Question

How To Determine If A Gene Has A Low Intensity/Expression In Microarrays ?

0

Entering edit mode

10.5 years ago

jerome.lane.34 ▴ 70

Hello,

I have read that low intensity/expression genes are prone to be false positive compared to other more expressed genes in microarrays.

I did not know what was the intensity threshold under which a gene is considered to be lowly expressed.

I found out that there is a way of classifying genes expression level in not expressed/low/medium/high-expressing genes using the signal/noise ratio (SNR) thresholds (http://www.ncbi.nlm.nih.gov/pmc/articles/PMC436055/).

However, in this publication the threshold based on SNR seems to be chosen arbitrarily.

Do you know other approaches to classify genes according to their expression levels ?

gene classification microarray • 10k views

ADD COMMENT • link updated 9.3 years ago by Biostar 20 • written 10.5 years ago by jerome.lane.34 ▴ 70

0

Entering edit mode

I'd suggest that many cut-offs, thresholds etc. are chosen arbitrarily. There often isn't a "correct" value; it's a matter of how many true/false positives/negatives you are prepared to tolerate.
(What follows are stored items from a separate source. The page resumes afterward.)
// src/ingest/scheduler.rs
use std::sync::Arc;
use std::time::Duration;

use tokio::task::JoinHandle;
use tokio_util::sync::CancellationToken;

use crate::history::RunHistory;
use crate::ingest::pipeline::{PipelineBuilder, RunGuard};

#[derive(Clone, Copy, Debug)]
pub struct IngestSchedulerCfg {
    pub interval_secs: u64,
}

/// Local stand-in for the external cron: triggers a run every `interval_secs`
/// until `shutdown` fires. Ticks that find a run in progress are skipped.
pub fn spawn_scheduler(
    cfg: IngestSchedulerCfg,
    builder: Arc<dyn PipelineBuilder>,
    history: Arc<RunHistory>,
    guard: RunGuard,
    shutdown: CancellationToken,
) -> JoinHandle<()> {
    tokio::spawn(async move {
        let mut ticker = tokio::time::interval(Duration::from_secs(cfg.interval_secs.max(1)));
        ticker.set_missed_tick_behavior(tokio::time::MissedTickBehavior::Skip);
        loop {
            tokio::select! {
                _ = shutdown.cancelled() => break,
                _ = ticker.tick() => {}
            }

            let Ok(_running) = guard.try_lock() else {
                tracing::info!(target: "ingest", "scheduled tick skipped: run in progress");
                continue;
            };
            let pipeline = match builder.build() {
                Ok(p) => p,
                Err(e) => {
                    tracing::warn!(target: "ingest", error = %e, "scheduled run not started");
                    continue;
                }
            };
            let report = pipeline.run().await;
            tracing::info!(
                target: "ingest",
                created = report.total_created(),
                updated = report.total_updated(),
                degraded = report.is_degraded(),
                "scheduled ingest tick"
            );
            history.push(report);
        }
    })
}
ADD REPLY • link 10.5 years ago by Neilfws 49k

score 0 · Answer 1 · 2013-10-23

0

Entering edit mode

10.5 years ago

Charles Warden 8.2k

If you create an MA plot, you can see how absolute intensity values correlate with variation:

http://en.wikipedia.org/wiki/MA_plot

When you see the bullet spread out more, you data is getting more noisy. You can use this chart to pick a threshold to ignore low-expression genes (e.g. when the variation in M starts to increase).
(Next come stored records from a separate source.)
// src/ingest/report.rs
//! Run report: the always-returned summary of one ingestion run.
//!
//! Only the orchestrator loop mutates a `RunReport`; provider tasks describe
//! their progress with [`ProviderEvent`]s sent over a channel.

use chrono::{DateTime, Utc};
use serde::{Deserialize, Serialize};
use std::collections::BTreeMap;

#[derive(Debug, Clone, PartialEq, Eq, Serialize, Deserialize)]
#[serde(rename_all = "snake_case")]
pub enum ProviderState {
    Pending,
    Fetching,
    Normalizing,
    Classifying,
    Writing,
    Done,
    Failed(String),
}

impl ProviderState {
    pub fn is_terminal(&self) -> bool {
        matches!(self, ProviderState::Done | ProviderState::Failed(_))
    }
}

#[derive(Debug, Clone, PartialEq, Eq, Serialize, Deserialize)]
pub struct RecordError {
    pub record_ref: String,
    pub reason: String,
}

impl RecordError {
    pub fn new(record_ref: impl Into<String>, reason: impl Into<String>) -> Self {
        Self {
            record_ref: record_ref.into(),
            reason: reason.into(),
        }
    }
}

#[derive(Debug, Clone, PartialEq, Eq, Serialize, Deserialize)]
pub struct ProviderReport {
    pub state: ProviderState,
    pub fetched: usize,
    pub normalized: usize,
    pub filtered: usize,
    pub created: usize,
    pub updated: usize,
    pub skipped: usize,
    pub errors: Vec<RecordError>,
}

impl Default for ProviderReport {
    fn default() -> Self {
        Self {
            state: ProviderState::Pending,
            fetched: 0,
            normalized: 0,
            filtered: 0,
            created: 0,
            updated: 0,
            skipped: 0,
            errors: Vec::new(),
        }
    }
}

#[derive(Debug, Clone, PartialEq, Eq, Serialize, Deserialize)]
pub struct RunReport {
    pub started_at: DateTime<Utc>,
    pub finished_at: DateTime<Utc>,
    pub duration_ms: u64,
    pub timed_out: bool,
    pub providers: BTreeMap<String, ProviderReport>,
}

impl RunReport {
    pub fn new(started_at: DateTime<Utc>) -> Self {
        Self {
            started_at,
            finished_at: started_at,
            duration_ms: 0,
            timed_out: false,
            providers: BTreeMap::new(),
        }
    }

    pub fn provider(&self, name: &str) -> Option<&ProviderReport> {
        self.providers.get(name)
    }

    /// True when anything short of a clean run happened.
    pub fn is_degraded(&self) -> bool {
        self.timed_out
            || self
                .providers
                .values()
                .any(|p| !p.errors.is_empty() || p.state != ProviderState::Done)
    }

    pub fn total_created(&self) -> usize {
        self.providers.values().map(|p| p.created).sum()
    }

    pub fn total_updated(&self) -> usize {
        self.providers.values().map(|p| p.updated).sum()
    }

    pub fn total_errors(&self) -> usize {
        self.providers.values().map(|p| p.errors.len()).sum()
    }

    pub(crate) fn apply(&mut self, ev: ProviderEvent) {
        let p = self.providers.entry(ev.provider).or_default();
        match ev.progress {
            Progress::State(s) => p.state = s,
            Progress::Fetched(n) => p.fetched += n,
            Progress::Normalized(n) => p.normalized += n,
            Progress::Filtered(n) => p.filtered += n,
            Progress::Created => p.created += 1,
            Progress::Updated => p.updated += 1,
            Progress::Skipped(n) => p.skipped += n,
            Progress::Error(e) => p.errors.push(e),
        }
    }
}

#[derive(Debug, Clone)]
pub(crate) enum Progress {
    State(ProviderState),
    Fetched(usize),
    Normalized(usize),
    Filtered(usize),
    Created,
    Updated,
    Skipped(usize),
    Error(RecordError),
}

#[derive(Debug, Clone)]
pub(crate) struct ProviderEvent {
    pub provider: String,
    pub progress: Progress,
}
Different platforms and different normalization methods yield different signal distributions, so it isn't possible to give one universal cutoff for genes with low expression values.
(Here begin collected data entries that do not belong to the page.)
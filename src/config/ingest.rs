// src/config/ingest.rs
use anyhow::{anyhow, bail, Context, Result};
use serde::{Deserialize, Serialize};
use std::collections::{BTreeSet, HashMap};
use std::path::{Path, PathBuf};
use std::{env, fs};

use crate::ingest::normalize::provider_slug;

pub const ENV_CONFIG_PATH: &str = "INGEST_CONFIG_PATH";
pub const DEFAULT_CONFIG_PATH: &str = "config/ingest.toml";

pub const ENV_CRON_SECRET: &str = "CRON_SECRET";
pub const ENV_STORE_URL: &str = "CONTENT_STORE_URL";
pub const ENV_STORE_KEY: &str = "CONTENT_STORE_KEY";

/// Hard ceiling imposed by the trigger environment; the run budget must stay below it.
pub const TRIGGER_CEILING_SECS: u64 = 60;

fn default_budget_secs() -> u64 {
    50
}
fn default_worker_limit() -> usize {
    4
}
fn default_write_concurrency() -> usize {
    8
}
fn default_store_timeout_ms() -> u64 {
    5_000
}
fn default_grace_ms() -> u64 {
    250
}
fn default_history_capacity() -> usize {
    50
}
fn default_timeout_ms() -> u64 {
    8_000
}
fn default_max_retries() -> u32 {
    2
}
fn default_backoff_ms() -> u64 {
    200
}
fn default_max_items() -> usize {
    20
}
fn default_last() -> u32 {
    5
}
fn default_enabled() -> bool {
    true
}
fn default_table() -> String {
    "content_items".to_string()
}

#[derive(Debug, Clone, Serialize, Deserialize)]
pub struct IngestConfig {
    /// Wall-clock budget for one run, in seconds (< 60).
    #[serde(default = "default_budget_secs")]
    pub budget_secs: u64,
    /// Providers processed at the same time.
    #[serde(default = "default_worker_limit")]
    pub worker_limit: usize,
    /// Concurrent store writes within one provider.
    #[serde(default = "default_write_concurrency")]
    pub write_concurrency: usize,
    #[serde(default = "default_store_timeout_ms")]
    pub store_timeout_ms: u64,
    /// How long cancelled providers may take to finish their current item.
    #[serde(default = "default_grace_ms")]
    pub grace_ms: u64,
    #[serde(default = "default_history_capacity")]
    pub history_capacity: usize,
    pub tracked_team: TrackedTeamConfig,
    #[serde(default)]
    pub providers: Vec<ProviderConfig>,
    #[serde(default)]
    pub store: StoreConfig,
    /// Shared secret for the trigger endpoint; only ever read from the environment.
    #[serde(skip)]
    pub cron_secret: Option<String>,
}

#[derive(Debug, Clone, Serialize, Deserialize)]
pub struct TrackedTeamConfig {
    /// Canonical team name, e.g. "Flamengo".
    pub name: String,
    #[serde(default)]
    pub aliases: Vec<String>,
    /// Provider name → provider-native team id.
    #[serde(default)]
    pub ids: HashMap<String, String>,
    /// Articles must mention one of these (case-insensitive). Empty disables the filter.
    #[serde(default)]
    pub keywords: Vec<String>,
}

#[derive(Debug, Clone, Copy, PartialEq, Eq, Serialize, Deserialize)]
#[serde(rename_all = "kebab-case")]
pub enum ProviderKind {
    NewsApi,
    ApiFootball,
}

#[derive(Debug, Clone, Serialize, Deserialize)]
pub struct ProviderConfig {
    pub name: String,
    pub kind: ProviderKind,
    #[serde(default = "default_enabled")]
    pub enabled: bool,
    /// Overrides the provider's public endpoint (tests, proxies).
    #[serde(default)]
    pub base_url: Option<String>,
    /// "ENV" means: read from NEWS_API_KEY / RAPIDAPI_KEY (by kind)
    #[serde(default)]
    pub api_key: String,
    /// news-api: search query; api-football: team search name.
    #[serde(default)]
    pub query: Option<String>,
    #[serde(default)]
    pub language: Option<String>,
    #[serde(default)]
    pub sort_by: Option<String>,
    /// api-football: numeric team id; resolved through the search endpoint when absent.
    #[serde(default)]
    pub team_id: Option<u64>,
    /// api-football: number of most recent fixtures to request.
    #[serde(default = "default_last")]
    pub last: u32,
    #[serde(default = "default_timeout_ms")]
    pub timeout_ms: u64,
    #[serde(default = "default_max_retries")]
    pub max_retries: u32,
    #[serde(default = "default_backoff_ms")]
    pub backoff_ms: u64,
    /// Records beyond this count are dropped as filtered.
    #[serde(default = "default_max_items")]
    pub max_items: usize,
}

#[derive(Debug, Clone, Serialize, Deserialize)]
pub struct StoreConfig {
    /// REST endpoint of the content store; in-memory store when absent.
    #[serde(default)]
    pub url: Option<String>,
    #[serde(default)]
    pub api_key: Option<String>,
    #[serde(default = "default_table")]
    pub table: String,
}

impl Default for StoreConfig {
    fn default() -> Self {
        Self {
            url: None,
            api_key: None,
            table: default_table(),
        }
    }
}

impl ProviderKind {
    fn key_env(&self) -> &'static str {
        match self {
            ProviderKind::NewsApi => "NEWS_API_KEY",
            ProviderKind::ApiFootball => "RAPIDAPI_KEY",
        }
    }
}

impl IngestConfig {
    /// Parse, resolve env secrets, and validate.
    pub fn from_toml_str(s: &str) -> Result<Self> {
        let mut cfg: IngestConfig = toml::from_str(s).context("parsing ingest config")?;
        cfg.resolve_env()?;
        cfg.validate()?;
        Ok(cfg)
    }

    pub fn load_from(path: &Path) -> Result<Self> {
        let content = fs::read_to_string(path)
            .with_context(|| format!("reading ingest config from {}", path.display()))?;
        Self::from_toml_str(&content)
    }

    /// Load using env var + fallback:
    /// 1) $INGEST_CONFIG_PATH
    /// 2) config/ingest.toml
    pub fn load_default() -> Result<Self> {
        if let Ok(p) = env::var(ENV_CONFIG_PATH) {
            let pb = PathBuf::from(p);
            if !pb.exists() {
                bail!("{ENV_CONFIG_PATH} points to non-existent path");
            }
            return Self::load_from(&pb);
        }
        let fallback = PathBuf::from(DEFAULT_CONFIG_PATH);
        if fallback.exists() {
            return Self::load_from(&fallback);
        }
        Err(anyhow!(
            "no ingest config found (set {ENV_CONFIG_PATH} or create {DEFAULT_CONFIG_PATH})"
        ))
    }

    pub fn enabled_providers(&self) -> impl Iterator<Item = &ProviderConfig> {
        self.providers.iter().filter(|p| p.enabled)
    }

    fn resolve_env(&mut self) -> Result<()> {
        for p in self.providers.iter_mut().filter(|p| p.enabled) {
            if p.api_key.trim().eq_ignore_ascii_case("env") {
                let var = p.kind.key_env();
                p.api_key = env::var(var)
                    .map_err(|_| anyhow!("Missing {var} env var for provider '{}'", p.name))?;
            }
        }

        if let Some(url) = non_empty_env(ENV_STORE_URL) {
            self.store.url = Some(url);
        }
        if let Some(key) = non_empty_env(ENV_STORE_KEY) {
            self.store.api_key = Some(key);
        }
        self.cron_secret = non_empty_env(ENV_CRON_SECRET);
        Ok(())
    }

    fn validate(&self) -> Result<()> {
        if self.budget_secs == 0 || self.budget_secs >= TRIGGER_CEILING_SECS {
            bail!(
                "budget_secs must be between 1 and {} (got {})",
                TRIGGER_CEILING_SECS - 1,
                self.budget_secs
            );
        }
        if self.worker_limit == 0 {
            bail!("worker_limit must be at least 1");
        }
        if self.write_concurrency == 0 {
            bail!("write_concurrency must be at least 1");
        }
        if self.tracked_team.name.trim().is_empty() {
            bail!("tracked_team.name must not be empty");
        }

        let mut seen = BTreeSet::new();
        for p in &self.providers {
            let name = p.name.trim();
            if name.is_empty() {
                bail!("provider name must not be empty");
            }
            if !seen.insert(provider_slug(name)) {
                bail!("duplicate provider name '{name}' (key prefix '{}')", provider_slug(name));
            }
        }
        Ok(())
    }
}

fn non_empty_env(name: &str) -> Option<String> {
    env::var(name)
        .ok()
        .map(|v| v.trim().to_string())
        .filter(|v| !v.is_empty())
}

#[cfg(test)]
mod tests {
    use super::*;

    const MINIMAL: &str = r#"
[tracked_team]
name = "Flamengo"

[[providers]]
name = "news-api"
kind = "news-api"
api_key = "literal-key"
query = "Flamengo"
"#;

    #[test]
    fn defaults_apply_to_minimal_config() {
        let cfg = IngestConfig::from_toml_str(MINIMAL).unwrap();
        assert_eq!(cfg.budget_secs, 50);
        assert_eq!(cfg.worker_limit, 4);
        assert_eq!(cfg.store.table, "content_items");
        let p = &cfg.providers[0];
        assert_eq!(p.kind, ProviderKind::NewsApi);
        assert_eq!(p.max_retries, 2);
        assert_eq!(p.backoff_ms, 200);
        assert_eq!(p.api_key, "literal-key");
        assert!(p.enabled);
    }

    #[test]
    fn budget_at_or_above_ceiling_is_rejected() {
        let s = format!("budget_secs = 60\n{MINIMAL}");
        let err = IngestConfig::from_toml_str(&s).unwrap_err();
        assert!(err.to_string().contains("budget_secs"));
    }

    #[test]
    fn duplicate_provider_names_are_rejected() {
        let s = format!(
            "{MINIMAL}\n[[providers]]\nname = \"NEWS-API\"\nkind = \"news-api\"\napi_key = \"k\"\n"
        );
        let err = IngestConfig::from_toml_str(&s).unwrap_err();
        assert!(err.to_string().contains("duplicate provider"));
    }

    #[test]
    fn provider_names_sharing_a_key_prefix_are_rejected() {
        // "news api" and "news-api" both key their items as "news-api:…".
        let s = format!(
            "{MINIMAL}\n[[providers]]\nname = \"News  API\"\nkind = \"news-api\"\napi_key = \"k\"\n"
        );
        let err = IngestConfig::from_toml_str(&s).unwrap_err();
        assert!(err.to_string().contains("key prefix 'news-api'"), "{err}");
    }
}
ADD COMMENT • link 10.5 years ago by Charles Warden 8.2k

0

Entering edit mode

As Neilfws suggests, and as is neatly supported by the figure at the bottom of the page you link to, there is no correct threshold. On the figure, there is no logical place to choose as a cutoff, only a gradual increase in the 'noisiness'. Speaking of that figure, it is a strange choice to present as typical data since there is at least 2 forms of artefacts in that figure (spurr on upper left pointing to the up and right and the one in the center pointing down).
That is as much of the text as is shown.